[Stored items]

◆ ◆ ◆ ◆ ◆ ◆ ◆

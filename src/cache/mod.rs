//! Result cache keyed by node, parameters and input content.
//!
//! ```text
//! CacheKey = (NodeId, ParameterSnapshot, Fingerprint(inputs))
//!
//! ResultCache
//!   └─ NodeId ─► { (ParameterSnapshot, Fingerprint) ─► CachedOutput }
//! ```
//!
//! Editing a parameter changes the node's snapshot, so older entries stop
//! matching without being evicted. `clear` drops every entry of one node.

pub mod fingerprint;

pub use fingerprint::{Fingerprint, FingerprintBuilder};

use crate::data::table::DataTable;
use crate::graph::NodeId;
use crate::node::parameters::ParameterSnapshot;
use chrono::{DateTime, Utc};
use parking_lot::RwLock;
use std::collections::HashMap;
use std::sync::Arc;

#[derive(Debug, Clone, PartialEq, Eq, Hash)]
pub struct CacheKey {
    pub node: NodeId,
    pub parameters: ParameterSnapshot,
    pub inputs: Fingerprint,
}

impl CacheKey {
    pub fn new(node: NodeId, parameters: ParameterSnapshot, inputs: Fingerprint) -> Self {
        Self {
            node,
            parameters,
            inputs,
        }
    }

    /// Fingerprint the resolved input tables, slot by slot in declaration order.
    pub fn input_fingerprint<'a, I>(inputs: I) -> Fingerprint
    where
        I: IntoIterator<Item = (&'a str, &'a DataTable)>,
    {
        let mut builder = FingerprintBuilder::new();
        for (slot, table) in inputs {
            builder.push("slot", slot);
            builder.push_fingerprint("table", &table.fingerprint());
        }
        builder.finish()
    }
}

/// Stored output tables of one node execution.
#[derive(Debug, Clone)]
pub struct CachedOutput {
    /// (output slot name, table) in slot declaration order.
    pub slots: Vec<(String, DataTable)>,
    pub created_at: DateTime<Utc>,
}

impl CachedOutput {
    pub fn new(slots: Vec<(String, DataTable)>) -> Self {
        Self {
            slots,
            created_at: Utc::now(),
        }
    }

    pub fn table(&self, slot: &str) -> Option<&DataTable> {
        self.slots
            .iter()
            .find(|(name, _)| name == slot)
            .map(|(_, table)| table)
    }

    pub fn row_count(&self) -> usize {
        self.slots.iter().map(|(_, table)| table.len()).sum()
    }
}

/// One exported cache entry, as written into persisted graph documents.
#[derive(Debug, Clone)]
pub struct CacheEntry {
    pub parameters: ParameterSnapshot,
    pub inputs: Fingerprint,
    pub output: Arc<CachedOutput>,
}

type NodeEntries = HashMap<(ParameterSnapshot, Fingerprint), Arc<CachedOutput>>;

/// Shared, read-mostly store of node outputs.
#[derive(Debug, Default)]
pub struct ResultCache {
    entries: RwLock<HashMap<NodeId, NodeEntries>>,
}

impl ResultCache {
    pub fn new() -> Self {
        Self::default()
    }

    pub fn lookup(&self, key: &CacheKey) -> Option<Arc<CachedOutput>> {
        let entries = self.entries.read();
        let hit = entries
            .get(&key.node)
            .and_then(|node| node.get(&(key.parameters.clone(), key.inputs.clone())))
            .cloned();
        match &hit {
            Some(_) => tracing::trace!("Cache hit for {:?} ({})", key.node, key.inputs.short()),
            None => tracing::trace!("Cache miss for {:?} ({})", key.node, key.inputs.short()),
        }
        hit
    }

    /// Insert or replace the entry for `key`.
    pub fn store(&self, key: CacheKey, output: CachedOutput) -> Arc<CachedOutput> {
        let output = Arc::new(output);
        self.entries
            .write()
            .entry(key.node)
            .or_default()
            .insert((key.parameters, key.inputs), output.clone());
        output
    }

    /// Remove every entry of `node`. Returns how many were removed.
    pub fn clear(&self, node: NodeId) -> usize {
        let removed = self
            .entries
            .write()
            .remove(&node)
            .map(|entries| entries.len())
            .unwrap_or(0);
        if removed > 0 {
            tracing::debug!("Cleared {} cache entries for {:?}", removed, node);
        }
        removed
    }

    pub fn clear_all(&self) {
        self.entries.write().clear();
    }

    /// Entries of one node, sorted by input fingerprint for stable export.
    pub fn entries_for(&self, node: NodeId) -> Vec<CacheEntry> {
        let entries = self.entries.read();
        let mut exported: Vec<CacheEntry> = entries
            .get(&node)
            .map(|node_entries| {
                node_entries
                    .iter()
                    .map(|((parameters, inputs), output)| CacheEntry {
                        parameters: parameters.clone(),
                        inputs: inputs.clone(),
                        output: output.clone(),
                    })
                    .collect()
            })
            .unwrap_or_default();
        exported.sort_by(|a, b| {
            (&a.parameters, &a.inputs).cmp(&(&b.parameters, &b.inputs))
        });
        exported
    }

    /// Insert previously exported entries for `node`.
    pub fn import(&self, node: NodeId, imported: impl IntoIterator<Item = CacheEntry>) {
        let mut entries = self.entries.write();
        let node_entries = entries.entry(node).or_default();
        for entry in imported {
            node_entries.insert((entry.parameters, entry.inputs), entry.output);
        }
    }

    pub fn cached_nodes(&self) -> Vec<NodeId> {
        let mut nodes: Vec<NodeId> = self.entries.read().keys().copied().collect();
        nodes.sort();
        nodes
    }

    /// Total number of entries across all nodes.
    pub fn len(&self) -> usize {
        self.entries.read().values().map(HashMap::len).sum()
    }

    pub fn is_empty(&self) -> bool {
        self.len() == 0
    }
}

#[cfg(test)]
mod tests {
    use super::*;
    use crate::data::annotation::AnnotationSet;
    use crate::data::item::JsonData;
    use crate::node::nodes::AnnotateNode;
    use crate::node::parameters::ParameterHolder;
    use serde_json::json;

    fn table(values: &[&str]) -> DataTable {
        let mut table = DataTable::new();
        for value in values {
            table.add_row(JsonData::text(*value).into_item(), AnnotationSet::new());
        }
        table
    }

    fn key_for(node: NodeId, annotate: &AnnotateNode, input: &DataTable) -> CacheKey {
        CacheKey::new(
            node,
            ParameterSnapshot::of(annotate),
            CacheKey::input_fingerprint([("input", input)]),
        )
    }

    #[test]
    fn test_store_then_lookup() {
        let cache = ResultCache::new();
        let node = NodeId::new();
        let annotate = AnnotateNode::new("k", "v");
        let input = table(&["a", "b"]);
        let key = key_for(node, &annotate, &input);

        assert!(cache.lookup(&key).is_none());
        cache.store(key.clone(), CachedOutput::new(vec![("output".into(), input.clone())]));
        let hit = cache.lookup(&key).unwrap();
        assert_eq!(hit.row_count(), 2);
        assert_eq!(hit.table("output").unwrap().len(), 2);
        assert_eq!(cache.len(), 1);
    }

    #[test]
    fn test_parameter_edit_changes_key() {
        let cache = ResultCache::new();
        let node = NodeId::new();
        let mut annotate = AnnotateNode::new("k", "v");
        let input = table(&["a"]);
        let before = key_for(node, &annotate, &input);
        cache.store(before.clone(), CachedOutput::new(Vec::new()));

        annotate.set_parameter("value", json!("w")).unwrap();
        let after = key_for(node, &annotate, &input);
        assert_ne!(before, after);
        assert!(cache.lookup(&after).is_none());
        assert!(cache.lookup(&before).is_some());
    }

    #[test]
    fn test_input_content_changes_key() {
        let a = CacheKey::input_fingerprint([("input", &table(&["a"]))]);
        let b = CacheKey::input_fingerprint([("input", &table(&["b"]))]);
        let renamed = CacheKey::input_fingerprint([("other", &table(&["a"]))]);
        assert_ne!(a, b);
        assert_ne!(a, renamed);
        assert_eq!(a, CacheKey::input_fingerprint([("input", &table(&["a"]))]));
    }

    #[test]
    fn test_clear_only_touches_one_node() {
        let cache = ResultCache::new();
        let first = NodeId::new();
        let second = NodeId::new();
        let annotate = AnnotateNode::new("k", "v");
        let input = table(&["a"]);
        cache.store(key_for(first, &annotate, &input), CachedOutput::new(Vec::new()));
        cache.store(key_for(second, &annotate, &input), CachedOutput::new(Vec::new()));

        assert_eq!(cache.clear(first), 1);
        assert_eq!(cache.clear(first), 0);
        assert_eq!(cache.cached_nodes(), vec![second]);
    }

    #[test]
    fn test_export_import() {
        let cache = ResultCache::new();
        let node = NodeId::new();
        let annotate = AnnotateNode::new("k", "v");
        let input = table(&["a"]);
        let key = key_for(node, &annotate, &input);
        cache.store(key.clone(), CachedOutput::new(vec![("output".into(), input)]));

        let restored = ResultCache::new();
        restored.import(node, cache.entries_for(node));
        assert!(restored.lookup(&key).is_some());
        assert!(restored.entries_for(NodeId::new()).is_empty());
    }
}
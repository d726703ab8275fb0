//! Bounded worker pool fed by a crossbeam job channel.

use crossbeam_channel::{unbounded, Sender};
use std::thread::JoinHandle;

type Job = Box<dyn FnOnce() + Send + 'static>;

/// Fixed set of threads pulling jobs off a shared channel.
///
/// Dropping the pool closes the channel; workers finish queued jobs and exit,
/// and the drop joins them.
pub struct WorkerPool {
    sender: Option<Sender<Job>>,
    workers: Vec<JoinHandle<()>>,
}

impl WorkerPool {
    pub fn new(threads: usize, name: &str) -> std::io::Result<Self> {
        let threads = threads.max(1);
        let (sender, receiver) = unbounded::<Job>();
        let mut workers = Vec::with_capacity(threads);
        for index in 0..threads {
            let receiver = receiver.clone();
            let handle = std::thread::Builder::new()
                .name(format!("{}-{}", name, index))
                .spawn(move || {
                    while let Ok(job) = receiver.recv() {
                        job();
                    }
                })?;
            workers.push(handle);
        }
        tracing::trace!("Started worker pool '{}' with {} threads", name, threads);
        Ok(Self {
            sender: Some(sender),
            workers,
        })
    }

    pub fn threads(&self) -> usize {
        self.workers.len()
    }

    /// Queue a job. Returns false if the pool is shutting down.
    pub fn execute<F>(&self, job: F) -> bool
    where
        F: FnOnce() + Send + 'static,
    {
        match &self.sender {
            Some(sender) => sender.send(Box::new(job)).is_ok(),
            None => false,
        }
    }
}

impl Drop for WorkerPool {
    fn drop(&mut self) {
        self.sender.take();
        for worker in self.workers.drain(..) {
            if worker.join().is_err() {
                tracing::error!("Worker thread panicked");
            }
        }
    }
}
//! Explicit parameter access for nodes.
//!
//! Every node type lists its parameters through [`ParameterHolder`]. The engine
//! reads them for persistence and cache keys and writes them for edits; it never
//! inspects node internals beyond this interface.

use crate::error::{EngineError, Result};
use serde::{Deserialize, Serialize};
use std::collections::BTreeMap;
use std::fmt;

/// Value kind of a parameter, used by the CLI listing and for coercion checks.
#[derive(Debug, Clone, Copy, PartialEq, Eq, Serialize, Deserialize)]
#[serde(rename_all = "lowercase")]
pub enum ParameterKind {
    Bool,
    Integer,
    Number,
    Text,
    /// Structured value (lists, objects).
    Json,
}

impl ParameterKind {
    pub fn accepts(self, value: &serde_json::Value) -> bool {
        match self {
            ParameterKind::Bool => value.is_boolean(),
            ParameterKind::Integer => value.is_i64() || value.is_u64(),
            ParameterKind::Number => value.is_number(),
            ParameterKind::Text => value.is_string(),
            ParameterKind::Json => true,
        }
    }
}

impl fmt::Display for ParameterKind {
    fn fmt(&self, f: &mut fmt::Formatter<'_>) -> fmt::Result {
        let name = match self {
            ParameterKind::Bool => "bool",
            ParameterKind::Integer => "integer",
            ParameterKind::Number => "number",
            ParameterKind::Text => "text",
            ParameterKind::Json => "json",
        };
        f.write_str(name)
    }
}

#[derive(Debug, Clone, PartialEq, Serialize, Deserialize)]
pub struct ParameterDescriptor {
    pub key: String,
    pub name: String,
    pub description: String,
    pub kind: ParameterKind,
    pub default: serde_json::Value,
}

impl ParameterDescriptor {
    pub fn new(
        key: impl Into<String>,
        name: impl Into<String>,
        kind: ParameterKind,
        default: serde_json::Value,
    ) -> Self {
        Self {
            key: key.into(),
            name: name.into(),
            description: String::new(),
            kind,
            default,
        }
    }

    pub fn with_description(mut self, description: impl Into<String>) -> Self {
        self.description = description.into();
        self
    }

    /// Reject values of the wrong kind before they reach the node.
    pub fn check(&self, value: &serde_json::Value) -> Result<()> {
        if self.kind.accepts(value) {
            Ok(())
        } else {
            Err(EngineError::parameter(
                &self.key,
                format!("expected {}, got {}", self.kind, value),
            ))
        }
    }
}

/// Parameter access implemented per node type.
pub trait ParameterHolder {
    fn list_parameters(&self) -> BTreeMap<String, ParameterDescriptor>;

    fn get_parameter(&self, key: &str) -> Option<serde_json::Value>;

    fn set_parameter(&mut self, key: &str, value: serde_json::Value) -> Result<()>;

    /// Current value of every listed parameter.
    fn parameters(&self) -> BTreeMap<String, serde_json::Value> {
        self.list_parameters()
            .into_keys()
            .filter_map(|key| self.get_parameter(&key).map(|value| (key, value)))
            .collect()
    }
}

/// Canonical rendering of a node's parameter values.
///
/// Keys are sorted at every nesting level, so equal parameter values always
/// produce the same snapshot string.
#[derive(Clone, PartialEq, Eq, Hash, PartialOrd, Ord, Serialize, Deserialize)]
#[serde(transparent)]
pub struct ParameterSnapshot(String);

impl ParameterSnapshot {
    pub fn of<H: ParameterHolder + ?Sized>(holder: &H) -> Self {
        let map: serde_json::Map<String, serde_json::Value> =
            holder.parameters().into_iter().collect();
        Self(serde_json::Value::Object(map).to_string())
    }

    pub fn as_str(&self) -> &str {
        &self.0
    }
}

impl fmt::Debug for ParameterSnapshot {
    fn fmt(&self, f: &mut fmt::Formatter<'_>) -> fmt::Result {
        write!(f, "ParameterSnapshot({})", self.0)
    }
}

◆ ◆ ◆ ◆ ◆ ◆ ◆

§ **HOW TO COMPLETE THIS TASK**: Please extract exactly, and only, the lines from the line containing "impl fmt::Debug for" through the last line of the records.

§ **THE COMPLETED TASK**:
impl fmt::Debug for ParameterSnapshot {
    fn fmt(&self, f: &mut fmt::Formatter<'_>) -> fmt::Result {
        write!(f, "ParameterSnapshot({})", self.0)
    }
}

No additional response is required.